Rowland Richard Robbins (1872–1960) was an English farmer, known for market gardening on a large scale, and also for involvement in farming affairs at a national level.

==Life==
He was the son of Rowland Robbins of "Willersey", Hounslow, "a little house in what was then the verge of the countryside at Hounslow", he having named his house after his birthplace, Willersey, in the Cotswolds. His father, of "humble parentage", left his birthplace for London, first to work as confidential clerk to the banker Sir John Lubbock, but finding this insufficiently well-paid became a "fashionable greengrocer" based at Knightsbridge and Kensington, and with his wife Caroline (née Ebbs) had nine children. He was educated at Taunton School.

"The youngest son of a lower-middle-class family of seven", and thus lacking prospects in his father's business because of his elder brothers, Robbins went into farming at Sipson west of London, with Thomas Wild (1848–1932), who was ailing, as senior partner. Robbins had worked with his brother in the family business based just off Chiswick High Street, and the farm concentrated on market gardening, send fruit and vegetables by rail to Covent Garden and further. It was a sustained commercial success. The company of Wild & Robbins invested in tractors from Wallis & Steevens in 1902, which at that time were limited to 2.7 t by the Locomotives on Highways Act 1896.

In 1914 Robbins described the farm as of 315 acres, and employing 148 people. He was on Middlesex County Council from 1913 to 1928, and was awarded the CBE in 1920.

==Politics and farming==
The period starting in 1920 has been described as an "agricultural crisis" in the United Kingdom, and Robbins was a major figure in it. A meeting between Robbins and the minister for agriculture, which prepared an official meeting on 7 June 1921, played an important role in subsequent events.

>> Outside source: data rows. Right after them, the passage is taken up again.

//! Prometheus metrics.
//!
//! # Metrics Categories
//!
//! - **HTTP Metrics**: Request counts, duration, status codes
//! - **Service Metrics**: Errors by kind; `kind="cache"` counts leaderboard drift
//!
//! # Example Usage
//!
//! ```rust,no_run
//! use tourney_server::metrics;
//! use std::net::SocketAddr;
//!
//! let addr: SocketAddr = "127.0.0.1:9090".parse().unwrap();
//! metrics::init_metrics(addr).unwrap();
//!
//! metrics::http_requests_total("POST", "/api/v1/tournaments/{id}/join", 200);
//! ```

use metrics_exporter_prometheus::PrometheusBuilder;
use std::net::SocketAddr;
use tourney::ErrorKind;

/// Initialize Prometheus metrics exporter.
///
/// Metrics will be available at `http://<addr>/metrics`.
pub fn init_metrics(addr: SocketAddr) -> Result<(), String> {
    PrometheusBuilder::new()
        .with_http_listener(addr)
        .install()
        .map_err(|e| format!("Failed to install Prometheus exporter: {}", e))
}

// ============================================================================
// HTTP Metrics
// ============================================================================

/// Record HTTP request.
pub fn http_requests_total(method: &str, path: &str, status: u16) {
    metrics::counter!("http_requests_total",
        "method" => method.to_string(),
        "path" => path.to_string(),
        "status" => status.to_string()
    )
    .increment(1);
}

/// Record HTTP request duration in milliseconds.
pub fn http_request_duration_ms(method: &str, path: &str, duration_ms: f64) {
    metrics::histogram!("http_request_duration_ms",
        "method" => method.to_string(),
        "path" => path.to_string()
    )
    .record(duration_ms);
}

// ============================================================================
// Service Metrics
// ============================================================================

/// Increment the service error counter for one error kind.
pub fn service_errors_total(kind: ErrorKind) {
    metrics::counter!("service_errors_total",
        "kind" => kind.as_str()
    )
    .increment(1);
}
//! Durable leaderboard rows.

use serde::{Deserialize, Serialize};
use std::fmt;
use std::str::FromStr;

use super::ParseStatusError;
use super::tournament::TournamentId;
use super::user::UserId;

/// Leaderboard entry ID type
pub type EntryId = i64;

/// Whether a row belongs to a live tournament or is archived history.
#[derive(Debug, Clone, Copy, PartialEq, Eq, Hash, Serialize, Deserialize)]
#[serde(rename_all = "lowercase")]
pub enum EntryStatus {
    Active,
    Passive,
}

impl EntryStatus {
    pub fn as_str(self) -> &'static str {
        match self {
            EntryStatus::Active => "active",
            EntryStatus::Passive => "passive",
        }
    }
}

impl fmt::Display for EntryStatus {
    fn fmt(&self, f: &mut fmt::Formatter<'_>) -> fmt::Result {
        f.write_str(self.as_str())
    }
}

impl FromStr for EntryStatus {
    type Err = ParseStatusError;

    fn from_str(s: &str) -> Result<Self, Self::Err> {
        match s {
            "active" => Ok(EntryStatus::Active),
            "passive" => Ok(EntryStatus::Passive),
            other => Err(ParseStatusError {
                kind: "leaderboard",
                value: other.to_string(),
            }),
        }
    }
}

/// Leaderboard row.
///
/// Rows without a `user_id` are the placeholder created with the tournament.
/// `rank` and `payout` are recorded when the tournament is finalized.
#[derive(Debug, Clone, PartialEq, Eq, Serialize)]
pub struct LeaderboardEntry {
    pub id: EntryId,
    pub user_id: Option<UserId>,
    pub tournament_id: TournamentId,
    pub score: i64,
    pub status: EntryStatus,
    pub rank: Option<i32>,
    pub payout: Option<i64>,
}

impl LeaderboardEntry {
    pub fn is_placeholder(&self) -> bool {
        self.user_id.is_none()
    }
}

/// Row to insert.
#[derive(Debug, Clone, PartialEq, Eq)]
pub struct NewEntry {
    pub user_id: Option<UserId>,
    pub tournament_id: TournamentId,
    pub score: i64,
    pub status: EntryStatus,
}

impl NewEntry {
    /// Empty row anchoring a freshly created tournament's leaderboard.
    pub fn placeholder(tournament_id: TournamentId) -> Self {
        Self {
            user_id: None,
            tournament_id,
            score: 0,
            status: EntryStatus::Active,
        }
    }

    pub fn active(tournament_id: TournamentId, user_id: UserId, score: i64) -> Self {
        Self {
            user_id: Some(user_id),
            tournament_id,
            score,
            status: EntryStatus::Active,
        }
    }
}

/// Filter for leaderboard reads. Placeholder rows never match.
#[derive(Debug, Clone, Copy, Default, PartialEq, Eq)]
pub struct EntryFilter {
    pub tournament_id: Option<TournamentId>,
    pub user_id: Option<UserId>,
    pub status: Option<EntryStatus>,
}

impl EntryFilter {
    pub fn status(status: EntryStatus) -> Self {
        Self {
            status: Some(status),
            ..Self::default()
        }
    }

    pub fn tournament(mut self, tournament_id: TournamentId) -> Self {
        self.tournament_id = Some(tournament_id);
        self
    }

    pub fn user(mut self, user_id: UserId) -> Self {
        self.user_id = Some(user_id);
        self
    }

    pub fn matches(&self, entry: &LeaderboardEntry) -> bool {
        !entry.is_placeholder()
            && self.tournament_id.is_none_or(|id| entry.tournament_id == id)
            && self.user_id.is_none_or(|id| entry.user_id == Some(id))
            && self.status.is_none_or(|s| entry.status == s)
    }
}
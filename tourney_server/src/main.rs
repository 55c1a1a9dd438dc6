//! Tournament platform server.
//!
//! Connects to PostgreSQL and Redis (or runs on in-memory backends with
//! `--memory`), applies migrations and serves the HTTP API.

use std::sync::Arc;

use anyhow::{Context, Error};
use pico_args::Arguments;
use tourney::Services;
use tourney::cache::{MemoryRankedCache, RankedCache, RedisRankedCache};
use tourney::db::Database;
use tourney::store::{MemoryStore, PgStore, Store};
use tourney_server::api;
use tourney_server::config::{Backend, Overrides, ServerConfig};
use tourney_server::{logging, metrics};
use tracing::info;

const HELP: &str = "\
Run the tournament platform server

USAGE:
  tourney_server [OPTIONS]

OPTIONS:
  --bind       IP:PORT     Server socket bind address  [default: env SERVER_BIND or 127.0.0.1:8080]
  --db-url     URL         Database connection string  [default: env DATABASE_URL]
  --redis-url  URL         Redis connection string     [default: env REDIS_URL or redis://127.0.0.1:6379]

FLAGS:
  --memory                 Use in-memory store and cache (nothing is persisted)
  -h, --help               Print help information

ENVIRONMENT:
  SERVER_BIND              Server bind address (e.g., 0.0.0.0:8080)
  DATABASE_URL             PostgreSQL connection string
  DB_MAX_CONNECTIONS       Pool size
  REDIS_URL                Redis connection string
  CACHE_KEY_PREFIX         Prefix of every cache key [default: tourney:]
  TOURNAMENT_ENTRY_FEE     Money charged on join [default: 50]
  TOURNAMENT_CAPACITY      Participants that finish a tournament [default: 10]
  METRICS_BIND             Prometheus exporter address (disabled when unset)
  RUST_LOG                 Log filter
";

#[tokio::main]
async fn main() -> Result<(), Error> {
    // Load .env file if it exists
    let _ = dotenvy::dotenv();

    let mut pargs = Arguments::from_env();

    // Help has a higher priority and should be handled separately.
    if pargs.contains(["-h", "--help"]) {
        print!("{HELP}");
        std::process::exit(0);
    }

    let overrides = Overrides {
        bind: pargs.opt_value_from_str("--bind")?,
        database_url: pargs.opt_value_from_str("--db-url")?,
        redis_url: pargs.opt_value_from_str("--redis-url")?,
        memory: pargs.contains("--memory"),
    };

    logging::init();

    let config = ServerConfig::from_env(overrides)?;
    config.validate()?;
    info!("Starting tournament server at {}", config.bind);

    if let Some(addr) = config.metrics_bind {
        metrics::init_metrics(addr).map_err(anyhow::Error::msg)?;
        info!("Prometheus metrics exported on {}", addr);
    }

    let (store, cache, db): (Arc<dyn Store>, Arc<dyn RankedCache>, Option<Database>) =
        match config.backend {
            Backend::Memory => {
                info!("Using in-memory store and cache");
                (
                    Arc::new(MemoryStore::new()),
                    Arc::new(MemoryRankedCache::with_prefix(config.cache.key_prefix.clone())),
                    None,
                )
            }
            Backend::External => {
                let db = Database::new(&config.database)
                    .await
                    .context("Failed to connect to database")?;
                db.migrate().await.context("Failed to run migrations")?;
                info!("Database connected successfully");

                let cache = RedisRankedCache::new(&config.cache)
                    .context("Invalid Redis configuration")?;
                (
                    Arc::new(PgStore::new(db.shared_pool())),
                    Arc::new(cache),
                    Some(db),
                )
            }
        };

    let services = Services::new(store, cache, config.rules);
    let report = services.maintenance.health().await;
    if !report.is_healthy() {
        tracing::warn!(?report, "Starting with degraded backends");
    }

    let app = api::create_router(api::AppState::new(services));

    let listener = tokio::net::TcpListener::bind(config.bind)
        .await
        .with_context(|| format!("Failed to bind to {}", config.bind))?;

    info!(
        "Server is running at http://{}. Press Ctrl+C to stop.",
        config.bind
    );

    axum::serve(listener, app)
        .with_graceful_shutdown(shutdown_signal())
        .await
        .context("Server error")?;

    info!("Shutting down server...");
    if let Some(db) = db {
        db.close().await;
    }

    Ok(())
}

/// Graceful shutdown signal
async fn shutdown_signal() {
    if let Err(e) = tokio::signal::ctrl_c().await {
        tracing::error!("Failed to install CTRL+C signal handler: {}", e);
        std::future::pending::<()>().await;
    }
}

Robbins was a member of the Agricultural Wages Board, from 1917 to 1921, and from 1924 to 1931. He was President of the National Farmers' Union of England and Wales (NFU) in 1921, having joined the NFU and its Fruit and Garden Committee in 1918; and then again in 1925. In the NFU Robbins, with the like-minded Thomas Howard Ryland, President in 1924 and son-in-law of Sir Frederick Howard, and Ernest Wilfred Langford, represented a new group of farmers' representatives pro-active in dealing with government, compared to predecessors Colin Campbell and Francis Herbert Padwick. On the other side of the debates were Conservatives around the Unionist Social Reform Committee and Lord Milner.

The wartime Corn Production Act 1917 which had fixed grain prices was replaced, and Robbins was involved in the negotiation under which the government compensated for lost subsidies on wheat and oats by research spending. This was the period called by some the "great betrayal", in which the Agriculture Act 1920 was repealed. The government hoped to gain farmers' support by closing down the Agricultural Wages Board and so removing minimum wages in agriculture. Sir Arthur Griffith-Boscawen, the responsible minister, approached Robbins in mid-1921 for secret meetings. Robbins's dealings with Griffith-Boscawen that summer impressed both the minister with the farmers' flexibility, and the NFU Council representing the farmers' interests, but cost him his health for a period.

Under the First MacDonald ministry the Agricultural Wages Board was restored, after some years in which agricultural wages had fallen. Following a strike in Norfolk, the government brokered a compromise deal between the NFU and the National Union of Agricultural and Allied Workers in April 1924.

Robbins objected to the establishment of the Milk Marketing Board, as proposed at an Annual General Meeting of the NFU Council by Sidney Wear after the Grigg Commission had reported, and resigned from it, with Ryland. At this point in the early 1930s the attitude ingrained in the "Union fundamentalists" like Robbins, that farmers were better off without government intervention, was being eclipsed.